Obviously, even with the densest materials available on earth, the gravitational effects would be miniscule since you can only get so much material within 1 mm, and G is incredibly small, but given the ability these days to design experiments orders of magnitude more sensitive than was used to measure G in the first place, I really wonder if some tabletop experiment could not beat out the LHC up toward the mm scale by fairly direct measurement. (I guess its possible I am not putting enough < in << - I guess I am assuming hundred microns or more, but if << really means much nearer to micron distances or even smaller, I think I can answer my question myself.
Posted by: efrique | August 31, 2008 2:05 AM
I'm the guy who sees the carnival and runs right home to put on his clown suit and try to catch up.
Lovers of ye olde English, I invite you to read about the good old days, when espionage was done through the bungholes of beer kegs.

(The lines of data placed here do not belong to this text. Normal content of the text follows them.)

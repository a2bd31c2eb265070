use casc_query::Pattern;
use casc_types::KeyPath;
use serde::{Deserialize, Serialize};

use crate::builtin::{DropAdded, DropRemoved, IgnorePaths, NormalizedStringsEqual};
use crate::error::ConfigResult;
use crate::pipeline::FilterPipeline;

/// Declarative filter configuration, loadable from TOML.
///
/// Builds a pipeline in a fixed order: added-record drops, removed-record
/// drops, string normalization, then the explicit ignore list. The order
/// matters — later rules see the tree after earlier deletions have been
/// pruned away.
///
/// ```toml
/// drop_added = ["*.methods.*", "*"]
/// normalize_strings = true
/// ignore_paths = ["Node.enums.Type"]
/// ```
#[derive(Clone, Debug, Default, Serialize, Deserialize)]
#[serde(default)]
pub struct RulesConfig {
    /// Patterns under which `Added` records are acceptable.
    pub drop_added: Vec<String>,
    /// Patterns under which `Removed` records are acceptable.
    pub drop_removed: Vec<String>,
    /// Drop changed strings that are equal after normalization.
    pub normalize_strings: bool,
    /// Dotted paths of known-ignorable diffs; missing paths are fine.
    pub ignore_paths: Vec<String>,
}

impl RulesConfig {
    /// A configuration that only strips cosmetic string changes.
    pub fn cosmetic() -> Self {
        Self {
            normalize_strings: true,
            ..Default::default()
        }
    }

    /// Parse a configuration from TOML text.
    pub fn from_toml_str(raw: &str) -> ConfigResult<Self> {
        Ok(toml::from_str(raw)?)
    }

    /// Build the filter pipeline this configuration describes.
    pub fn build_pipeline(&self) -> ConfigResult<FilterPipeline> {
        let mut pipeline = FilterPipeline::new();

        for raw in &self.drop_added {
            let pattern = Pattern::parse(raw)?;
            pipeline.add_rule(Box::new(DropAdded::new(
                format!("drop-added:{raw}"),
                pattern,
            )?));
        }
        for raw in &self.drop_removed {
            let pattern = Pattern::parse(raw)?;
            pipeline.add_rule(Box::new(DropRemoved::new(
                format!("drop-removed:{raw}"),
                pattern,
            )?));
        }
        if self.normalize_strings {
            pipeline.add_rule(Box::new(NormalizedStringsEqual::new()));
        }
        if !self.ignore_paths.is_empty() {
            let paths = self
                .ignore_paths
                .iter()
                .map(|raw| KeyPath::parse(raw))
                .collect::<Result<Vec<_>, _>>()?;
            pipeline.add_rule(Box::new(IgnorePaths::new("ignore-paths", paths)));
        }

        Ok(pipeline)
    }
}
use std::path::PathBuf;

use clap::{Args, Parser, Subcommand};

#[derive(Parser)]
#[command(
    name = "casc",
    about = "casc — cascading structural diff for key-value snapshot caches",
    version,
)]
pub struct Cli {
    #[command(subcommand)]
    pub command: Command,

    #[arg(short, long, global = true)]
    pub verbose: bool,

    #[arg(long, global = true, default_value = "text")]
    pub format: OutputFormat,
}

#[derive(Clone, Debug, clap::ValueEnum)]
pub enum OutputFormat {
    Text,
    Json,
}

#[derive(Subcommand)]
pub enum Command {
    /// Compare two snapshot files and report the remaining diffs
    Diff(DiffArgs),
    /// Run a multi-key pattern against a snapshot file
    Query(QueryArgs),
}

#[derive(Args)]
pub struct DiffArgs {
    /// Old-version snapshot (JSON object)
    pub old: PathBuf,
    /// New-version snapshot (JSON object)
    pub new: PathBuf,
    /// TOML rules file describing the filter pipeline
    #[arg(long)]
    pub rules: Option<PathBuf>,
}

#[derive(Args)]
pub struct QueryArgs {
    /// Snapshot file to query (JSON object)
    pub file: PathBuf,
    /// Dotted pattern: `*` for any key, `{a,b}` for alternatives
    pub pattern: String,
    /// Only yield mapping-typed hits
    #[arg(long)]
    pub only_maps: bool,
}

http://confluencecity.blogspot.com/2008/08/of-espionage-and-bungholes.html
It's all true.
Thanks for a great read!
"Lasers doth the factor cool possess"!
Posted by: Chris King | August 31, 2008 8:20 AM
The most recent experiment of which I am aware pretty much excluded deviations from Newtonian gravity at distances down to 10 microns. I don't think you could pack enough mass into a layer of crystal lattice that thick.
Posted by: Blake Stacey | August 31, 2008 11:16 AM
Awesome! Proud to be included.
Posted by: Cobalt | August 31, 2008 12:52 PM
Ah-ha! You thought you were pretty slick, Marlowe, but CSI: Deptford tumbled your game.
Posted by: Randy | August 31, 2008 4:14 PM
I guess it's not very elitist of me to not realize I had been included until now. Thanks Blake (or whoever got me in here)!
Posted by: Tyler DiPietro | August 31, 2008 8:21 PM
Forsooth! the man bespeak himself a masterpiece of verbiage sublime! i'faith he hast read much of the bard, and of poets of note.
Posted by: DLC | August 31, 2008 10:11 PM
Bravo!
Posted by: Kelly Gorski | September 3, 2008 9:49 AM
My dear Sir Stacey, would you care to assist me in my inspection of this butt of malmsey?
Posted by: Joshua | September 3, 2008 4:54 PM
OMG THEREZ A BODY IN HEER!
First, Skeptics in the Pub became an impromptu Richard III performance. Now, I'm bringing the goodness to ScienceBlogs!
Posted by: Blake Stacey | September 3, 2008 5:10 PM
Wow, Blake! I missed the Carnival (busy with family stuff, no access) and followed your link from His Majesty's blog today.
Lovely work. You have that "factor cool" thing happening, too!